Print the first line of the records below and every line after it, up to and including the line with "if input_name == name". Print nothing else.

**Collection entries**.

-- -- --

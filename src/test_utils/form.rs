use scraper::{ElementRef, Html, Selector};

#[track_caller]
pub(crate) fn must_get_form(html: &Html) -> ElementRef<'_> {
    html.select(&Selector::parse("form").unwrap())
        .next()
        .expect("No form found")
}

#[track_caller]
pub(crate) fn assert_hx_endpoint(form: &ElementRef<'_>, endpoint: &str, attribute: &str) {
    let hx_post = form
        .value()
        .attr(attribute)
        .unwrap_or_else(|| panic!("{attribute} attribute missing"));

    assert_eq!(
        hx_post, endpoint,
        "want form with attribute {attribute}=\"{endpoint}\", got {hx_post:?}"
    );
}

#[track_caller]
pub(crate) fn assert_form_input(form: &ElementRef<'_>, name: &str, type_: &str) {
    for input in form.select(&Selector::parse("input").unwrap()) {
        let input_name = input.value().attr("name").unwrap_or_default();

        if input_name == name {
            let input_type = input.value().attr("type").unwrap_or_default();
            let input_required = input.value().attr("required");

            assert_eq!(
                input_type, type_,
                "want input with type \"{type_}\", got {input_type:?}"
            );

            assert!(
                input_required.is_some(),
                "want input with name {name} to have the required attribute but got none"
            );

            return;
        }
    }

    panic!("No input found with name \"{name}\" and type \"{type_}\"");
}

#[track_caller]
pub(crate) fn assert_form_submit_button(form: &ElementRef<'_>) {
    let submit_button = form
        .select(&Selector::parse("button").unwrap())
        .next()
        .expect("No button found");

    assert_eq!(
        submit_button.value().attr("type").unwrap_or_default(),
        "submit",
        "want submit button with type=\"submit\""
    );
}

#[track_caller]
pub(crate) fn assert_form_error_message(form: &ElementRef<'_>, want_error_message: &str) {
    let p = Selector::parse("p").unwrap();
    let error_message = form
        .select(&p)
        .next()
        .expect("No error message found")
        .text()
        .collect::<Vec<_>>()
        .join("");
    let got_error_message = error_message.trim();

    assert_eq!(want_error_message, got_error_message);
}
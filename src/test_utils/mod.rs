#![allow(missing_docs)]

pub(crate) mod form;
pub(crate) mod html;
pub(crate) mod http;

pub(crate) use form::{
    assert_form_error_message, assert_form_input, assert_form_submit_button, assert_hx_endpoint,
    must_get_form,
};
pub(crate) use html::{assert_valid_html, parse_html_document, parse_html_fragment};
pub(crate) use http::{assert_content_type, get_header};
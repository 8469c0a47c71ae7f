//! Recording and managing sales, the core domain of the application.
//!
//! A sale records the amount received, a description, a revenue category and
//! whether a fiscal invoice (Nota Fiscal) was issued for it. Sales feed the
//! dashboard and the monthly revenue report.

mod db;
mod delete_endpoint;
mod history_page;
mod new_sale;

pub use db::{
    FiscalInvoice, NewSale, SALE_NOT_FOUND_OR_DENIED_MSG, Sale, create_sale_tables, record_sale,
    sales_for_month,
};
pub use delete_endpoint::{DeleteSaleState, delete_sale_endpoint};
pub use history_page::{SalesPageState, get_sales_page};
pub use new_sale::{NewSaleState, create_sale_endpoint, get_new_sale_page};

pub(crate) use db::recent_sales;
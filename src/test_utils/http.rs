use axum::{body::Body, response::Response};

#[track_caller]
pub(crate) fn assert_content_type(response: &Response<Body>, content_type: &str) {
    let content_type_header = response
        .headers()
        .get("content-type")
        .expect("content-type header missing");
    assert_eq!(content_type_header, content_type);
}

#[track_caller]
pub(crate) fn get_header(response: &Response<Body>, header_name: &str) -> String {
    let header_error_message = format!("Headers missing {header_name}");

    response
        .headers()
        .get(header_name)
        .expect(&header_error_message)
        .to_str()
        .expect("Could not convert to str")
        .to_string()
}
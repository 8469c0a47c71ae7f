//! Defines the page and the endpoint for recording a new sale.

use std::sync::{Arc, Mutex};

use axum::{
    Extension,
    extract::{FromRef, State},
    http::StatusCode,
    response::{IntoResponse, Response},
};
// Must use axum_extra's Form since that parses an empty string as None instead
// of crashing like axum::Form.
use axum_extra::extract::Form;
use axum_htmx::HxRedirect;
use maud::{Markup, html};
use rusqlite::Connection;
use serde::{Deserialize, Serialize};
use time::{Date, OffsetDateTime, format_description::BorrowedFormatItem, macros::format_description};

use crate::{
    AppState,
    auth::UserID,
    category::{Category, get_all_categories},
    database_id::CategoryID,
    endpoints,
    html::{
        AlertTemplate, BUTTON_PRIMARY_STYLE, FORM_LABEL_STYLE, FORM_TEXT_INPUT_STYLE, base,
        loading_spinner, render,
    },
    money::Centavos,
    navigation::NavBar,
    sale::db::{NewSale, record_sale},
};

/// Whether a fiscal invoice was issued, as submitted by the sale form.
#[derive(Debug, Clone, Copy, PartialEq, Eq, Serialize, Deserialize)]
pub enum InvoiceFlag {
    /// An invoice was issued ("sim").
    #[serde(rename = "S")]
    Issued,
    /// No invoice was issued ("não").
    #[serde(rename = "N")]
    NotIssued,
}

/// The format of the HTML date input, e.g. "2025-06-10".
const DATE_INPUT_FORMAT: &[BorrowedFormatItem] = format_description!("[year]-[month]-[day]");

fn new_sale_view(categories: &[Category]) -> Markup {
    let nav_bar = NavBar::new(endpoints::NEW_SALE_VIEW).into_html();
    let spinner = loading_spinner();

    let content = html! {
        (nav_bar)

        div class="flex flex-col items-center px-6 py-8 mx-auto lg:py-0 max-w-md text-gray-900 dark:text-white"
        {
            form
                hx-post=(endpoints::SALES_API)
                hx-target-error="#alert-container"
                class="w-full space-y-4 md:space-y-6"
            {
                h2 class="text-xl font-bold" { "Nova venda" }

                div
                {
                    label
                        for="valor"
                        class=(FORM_LABEL_STYLE)
                    {
                        "Valor (R$)"
                    }

                    input
                        name="valor"
                        id="valor"
                        type="text"
                        inputmode="decimal"
                        placeholder="0,00"
                        required
                        autofocus
                        class=(FORM_TEXT_INPUT_STYLE);
                }

                div
                {
                    label
                        for="descricao"
                        class=(FORM_LABEL_STYLE)
                    {
                        "Descrição"
                    }

                    input
                        name="descricao"
                        id="descricao"
                        type="text"
                        placeholder="Descrição da venda"
                        class=(FORM_TEXT_INPUT_STYLE);
                }

                div
                {
                    label
                        for="categoria_id"
                        class=(FORM_LABEL_STYLE)
                    {
                        "Categoria"
                    }

                    select
                        name="categoria_id"
                        id="categoria_id"
                        required
                        class=(FORM_TEXT_INPUT_STYLE)
                    {
                        @for category in categories {
                            option value=(category.id) { (category.name) }
                        }
                    }
                }

                div
                {
                    span class=(FORM_LABEL_STYLE) { "Emitiu nota fiscal?" }

                    div class="flex items-center gap-x-6"
                    {
                        label class="flex items-center gap-x-2"
                        {
                            input
                                type="radio"
                                name="emitiu_nota"
                                value="S"
                                id="emitiu_nota_sim";
                            "Sim"
                        }

                        label class="flex items-center gap-x-2"
                        {
                            input
                                type="radio"
                                name="emitiu_nota"
                                value="N"
                                id="emitiu_nota_nao"
                                checked;
                            "Não"
                        }
                    }
                }

                div
                {
                    label
                        for="numero_nota"
                        class=(FORM_LABEL_STYLE)
                    {
                        "Número da nota fiscal"
                    }

                    input
                        name="numero_nota"
                        id="numero_nota"
                        type="text"
                        placeholder="Obrigatório se emitiu nota"
                        class=(FORM_TEXT_INPUT_STYLE);
                }

                div
                {
                    label
                        for="data_emissao"
                        class=(FORM_LABEL_STYLE)
                    {
                        "Data de emissão"
                    }

                    input
                        name="data_emissao"
                        id="data_emissao"
                        type="date"
                        class=(FORM_TEXT_INPUT_STYLE);
                }

                button type="submit" id="submit-button" tabindex="0" class=(BUTTON_PRIMARY_STYLE)
                {
                    span
                        id="indicator"
                        class="inline htmx-indicator"
                    {
                        (spinner)
                    }
                    " Registrar venda"
                }
            }
        }
    };

    base("Nova venda", &content)
}

/// The state needed to display the new sale page or record a sale.
#[derive(Debug, Clone)]
pub struct NewSaleState {
    /// The database connection for managing sales.
    pub db_connection: Arc<Mutex<Connection>>,
}

impl FromRef<AppState> for NewSaleState {
    fn from_ref(state: &AppState) -> Self {
        Self {
            db_connection: state.db_connection.clone(),
        }
    }
}

/// Display the page with the form for recording a new sale.
///
/// # Panics
///
/// Panics if the lock for the database connection is already held by the same thread.
pub async fn get_new_sale_page(State(state): State<NewSaleState>) -> Response {
    let categories = match get_all_categories(
        &state
            .db_connection
            .lock()
            .expect("Could not acquire database lock"),
    ) {
        Ok(categories) => categories,
        Err(error) => return error.into_response(),
    };

    new_sale_view(&categories).into_response()
}

/// The form data for recording a sale.
#[derive(Debug, Serialize, Deserialize)]
pub struct SaleForm {
    /// The value of the sale in reais, e.g. "150,00".
    pub valor: String,
    /// Text detailing the sale.
    #[serde(default)]
    pub descricao: Option<String>,
    /// The ID of the category the sale belongs to.
    pub categoria_id: CategoryID,
    /// Whether a fiscal invoice was issued.
    pub emitiu_nota: InvoiceFlag,
    /// The invoice number. Required when `emitiu_nota` is "S".
    #[serde(default)]
    pub numero_nota: Option<String>,
    /// The invoice issue date. Required when `emitiu_nota` is "S".
    #[serde(default)]
    pub data_emissao: Option<String>,
}

/// A route handler for recording a new sale, redirects to the sales view on success.
pub async fn create_sale_endpoint(
    State(state): State<NewSaleState>,
    Extension(user_id): Extension<UserID>,
    Form(form): Form<SaleForm>,
) -> Response {
    let amount = match Centavos::parse_brl(&form.valor) {
        Ok(amount) => amount,
        Err(error) => return error.into_alert_response(),
    };

    let invoice_issue_date = match form.data_emissao.as_deref().map(str::trim) {
        None | Some("") => None,
        Some(raw_date) => match Date::parse(raw_date, DATE_INPUT_FORMAT) {
            Ok(date) => Some(date),
            Err(_) => {
                return render(
                    StatusCode::BAD_REQUEST,
                    AlertTemplate::error(
                        "Não foi possível registrar a venda",
                        "A data de emissão da nota fiscal é inválida.",
                    ),
                );
            }
        },
    };

    let new_sale = NewSale {
        date: OffsetDateTime::now_utc(),
        description: form.descricao.unwrap_or_default().trim().to_string(),
        amount,
        category_id: form.categoria_id,
        invoice_issued: form.emitiu_nota == InvoiceFlag::Issued,
        invoice_number: form.numero_nota,
        invoice_issue_date,
    };

    let connection = state
        .db_connection
        .lock()
        .expect("Could not acquire database lock");

    if let Err(error) = record_sale(new_sale, user_id, &connection) {
        tracing::error!("could not record sale: {error}");

        return error.into_alert_response();
    }

    (
        HxRedirect(endpoints::SALES_VIEW.to_owned()),
        StatusCode::SEE_OTHER,
    )
        .into_response()
}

-- -- --

**Exercise output**.
filename src/test_utils/form.rs
use scraper::{ElementRef, Html, Selector};

#[track_caller]
pub(crate) fn must_get_form(html: &Html) -> ElementRef<'_> {
    html.select(&Selector::parse("form").unwrap())
        .next()
        .expect("No form found")
}

#[track_caller]
pub(crate) fn assert_hx_endpoint(form: &ElementRef<'_>, endpoint: &str, attribute: &str) {
    let hx_post = form
        .value()
        .attr(attribute)
        .unwrap_or_else(|| panic!("{attribute} attribute missing"));

    assert_eq!(
        hx_post, endpoint,
        "want form with attribute {attribute}=\"{endpoint}\", got {hx_post:?}"
    );
}

#[track_caller]
pub(crate) fn assert_form_input(form: &ElementRef<'_>, name: &str, type_: &str) {
    for input in form.select(&Selector::parse("input").unwrap()) {
        let input_name = input.value().attr("name").unwrap_or_default();

        if input_name == name {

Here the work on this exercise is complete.